Implications for Industry:
Pharmaceutical companies leveraging AI for post-market safety monitoring should develop standardized AI governance frameworks to ensure compliance with regulatory expectations.


FDA’s Expectations for AI Validation and Regulatory Submissions

The FDA’s draft guidance introduces specific expectations for AI validation in regulatory submissions, including:

✔️ Data Transparency: Sponsors must provide details on how AI models were trained, validated, and tested, ensuring datasets are representative of diverse patient populations.

✔️ Model Explainability: AI-driven decisions must be interpretable to regulators, clinicians, and patients. The FDA may require justification for AI model outputs, especially if they influence regulatory or clinical decisions.

✔️ Risk Management Plans: AI-powered processes should include a predefined risk assessment framework to address potential biases, errors, or unintended consequences.

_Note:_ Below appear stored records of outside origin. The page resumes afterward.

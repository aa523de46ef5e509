use std::f64::consts::TAU;
use std::fs::File;
use std::path::Path;

use cairo::{Context, Format, ImageSurface};
use pango::FontDescription;

use crate::error::{GridError, GridResult};
use crate::render::{
    CirclePrimitive, Color, LayerPrimitives, LinePrimitive, RectPrimitive, RenderFrame, Renderer,
    StrokeStyle, TextPrimitive,
};

#[derive(Debug, Clone, Copy, PartialEq, Eq, Default)]
pub struct CairoRenderStats {
    pub layers_drawn: usize,
    pub lines_drawn: usize,
    pub rects_drawn: usize,
    pub circles_drawn: usize,
    pub texts_drawn: usize,
}

/// Optional extension trait for renderers that can draw into an external Cairo
/// context (for example a GTK `DrawingArea` callback).
pub trait CairoContextRenderer {
    fn render_on_cairo_context(
        &mut self,
        context: &Context,
        frame: &RenderFrame,
    ) -> GridResult<()>;
}

/// Cairo + Pango + PangoCairo renderer backend.
///
/// This renderer supports two modes:
/// - offscreen image-surface rendering through `Renderer::render`
/// - in-place rendering on an external Cairo context through
///   `CairoContextRenderer`
#[derive(Debug)]
pub struct CairoRenderer {
    surface: ImageSurface,
    clear_color: Color,
    last_stats: CairoRenderStats,
}

impl CairoRenderer {
    pub fn new(width: i32, height: i32) -> GridResult<Self> {
        if width <= 0 || height <= 0 {
            return Err(GridError::InvalidData(
                "cairo surface size must be > 0".to_owned(),
            ));
        }

        let surface = ImageSurface::create(Format::ARgb32, width, height)
            .map_err(|err| map_backend_error("failed to create cairo surface", err))?;
        Ok(Self {
            surface,
            clear_color: Color::WHITE,
            last_stats: CairoRenderStats::default(),
        })
    }

    #[must_use]
    pub fn backend_name(&self) -> &'static str {
        "cairo+pango+pangocairo"
    }

    #[must_use]
    pub fn surface(&self) -> &ImageSurface {
        &self.surface
    }

    pub fn set_clear_color(&mut self, color: Color) -> GridResult<()> {
        color.validate()?;
        self.clear_color = color;
        Ok(())
    }

    #[must_use]
    pub fn last_stats(&self) -> CairoRenderStats {
        self.last_stats
    }

    /// Writes the offscreen surface as PNG.
    pub fn write_png(&self, path: impl AsRef<Path>) -> GridResult<()> {
        let path = path.as_ref();
        let mut file = File::create(path).map_err(|err| {
            GridError::Backend(format!("failed to create `{}`: {err}", path.display()))
        })?;
        self.surface
            .write_to_png(&mut file)
            .map_err(|err| GridError::Backend(format!("failed to encode png: {err}")))
    }

    fn render_with_context(&mut self, context: &Context, frame: &RenderFrame) -> GridResult<()> {
        frame.validate()?;

        apply_color(context, self.clear_color);
        context
            .paint()
            .map_err(|err| map_backend_error("failed to clear surface", err))?;

        let mut stats = CairoRenderStats::default();
        for layer in &frame.layers {
            context
                .save()
                .map_err(|err| map_backend_error("failed to save context", err))?;
            if let Some(clip) = layer.clip {
                context.rectangle(clip.left, clip.top, clip.width(), clip.height());
                context.clip();
            }
            draw_layer(context, layer, &mut stats)?;
            context
                .restore()
                .map_err(|err| map_backend_error("failed to restore context", err))?;
            stats.layers_drawn += 1;
        }

        self.last_stats = stats;
        Ok(())
    }
}

impl Renderer for CairoRenderer {
    fn render(&mut self, frame: &RenderFrame) -> GridResult<()> {
        let context = Context::new(&self.surface)
            .map_err(|err| map_backend_error("failed to create cairo context", err))?;
        self.render_with_context(&context, frame)
    }
}

impl CairoContextRenderer for CairoRenderer {
    fn render_on_cairo_context(
        &mut self,
        context: &Context,
        frame: &RenderFrame,
    ) -> GridResult<()> {
        self.render_with_context(context, frame)
    }
}

fn draw_layer(
    context: &Context,
    layer: &LayerPrimitives,
    stats: &mut CairoRenderStats,
) -> GridResult<()> {
    for line in &layer.lines {
        draw_line(context, line)?;
        stats.lines_drawn += 1;
    }
    for rect in &layer.rects {
        draw_rect(context, *rect)?;
        stats.rects_drawn += 1;
    }
    for circle in &layer.circles {
        draw_circle(context, circle)?;
        stats.circles_drawn += 1;
    }
    for text in &layer.texts {
        draw_text(context, text)?;
        stats.texts_drawn += 1;
    }
    Ok(())
}

fn draw_line(context: &Context, line: &LinePrimitive) -> GridResult<()> {
    apply_color(context, line.color);
    apply_stroke_style(context, &line.stroke_style);
    context.set_line_width(line.stroke_width);
    context.move_to(line.x1, line.y1);
    context.line_to(line.x2, line.y2);
    context
        .stroke()
        .map_err(|err| map_backend_error("failed to stroke line", err))
}

fn draw_rect(context: &Context, rect: RectPrimitive) -> GridResult<()> {
    context.rectangle(rect.x, rect.y, rect.width, rect.height);
    apply_color(context, rect.fill_color);
    context
        .fill()
        .map_err(|err| map_backend_error("failed to fill rectangle", err))
}

fn draw_circle(context: &Context, circle: &CirclePrimitive) -> GridResult<()> {
    context.new_path();
    context.arc(circle.cx, circle.cy, circle.radius, 0.0, TAU);
    if let Some(fill) = circle.fill_color {
        apply_color(context, fill);
        context
            .fill_preserve()
            .map_err(|err| map_backend_error("failed to fill circle", err))?;
    }
    apply_color(context, circle.stroke_color);
    apply_stroke_style(context, &circle.stroke_style);
    context.set_line_width(circle.stroke_width);
    context
        .stroke()
        .map_err(|err| map_backend_error("failed to stroke circle", err))
}

fn draw_text(context: &Context, text: &TextPrimitive) -> GridResult<()> {
    let layout = pangocairo::functions::create_layout(context);
    let font_description = FontDescription::from_string(&format!("Sans {}", text.font_size_px));
    layout.set_font_description(Some(&font_description));
    layout.set_text(&text.text);

    let (_, text_height) = layout.pixel_size();

    context
        .save()
        .map_err(|err| map_backend_error("failed to save context", err))?;
    context.translate(text.x, text.y);
    context.rotate(text.rotation_rad);
    apply_color(context, text.color);
    context.move_to(0.0, -f64::from(text_height) / 2.0);
    pangocairo::functions::show_layout(context, &layout);
    context
        .restore()
        .map_err(|err| map_backend_error("failed to restore context", err))
}

fn apply_color(context: &Context, color: Color) {
    context.set_source_rgba(color.red, color.green, color.blue, color.alpha);
}

fn apply_stroke_style(context: &Context, style: &StrokeStyle) {
    match style {
        StrokeStyle::Solid => context.set_dash(&[], 0.0),
        StrokeStyle::Dashed(pattern) => context.set_dash(pattern.segments(), 0.0),
    }
}

fn map_backend_error(prefix: &str, err: cairo::Error) -> GridError {
    GridError::Backend(format!("{prefix}: {err}"))
}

✔️ Engagement with the FDA: Sponsors are encouraged to proactively engage the FDA through pre-submission meetings to align on AI methodologies before formal regulatory submission.

By adhering to these principles, pharmaceutical companies can accelerate regulatory approval while maintaining compliance with FDA expectations.


What’s Next? Preparing for AI-Driven Drug Development

While the FDA’s draft guidance is still evolving, it provides a clear signal that AI will play a major role in shaping the future of drug and biologics development. To stay ahead, industry stakeholders should:

✔️ Develop AI governance frameworks to ensure compliance with regulatory expectations.
✔️ Validate AI models rigorously and establish robust documentation for regulatory submissions.
✔️ Engage with the FDA early to discuss AI-driven innovations in drug development.
✔️ Monitor AI performance continuously in clinical trials, manufacturing, and post-market surveillance.


Conclusion: The Future of AI in Drug Development Regulation

The FDA’s evolving stance on AI in drug and biologics development reflects a delicate balance between fostering innovation and ensuring patient safety. While AI offers immense potential to accelerate drug discovery, optimize clinical trials, and improve post-market surveillance, companies must navigate the regulatory landscape carefully.

By adopting transparent, well-validated, and compliant AI practices, pharmaceutical and biotech companies can harness AI’s power while meeting the FDA’s stringent regulatory standards. As AI continues to shape the future of medicine, proactive engagement with regulators will be key to unlocking its full potential while ensuring safety, efficacy, and trust.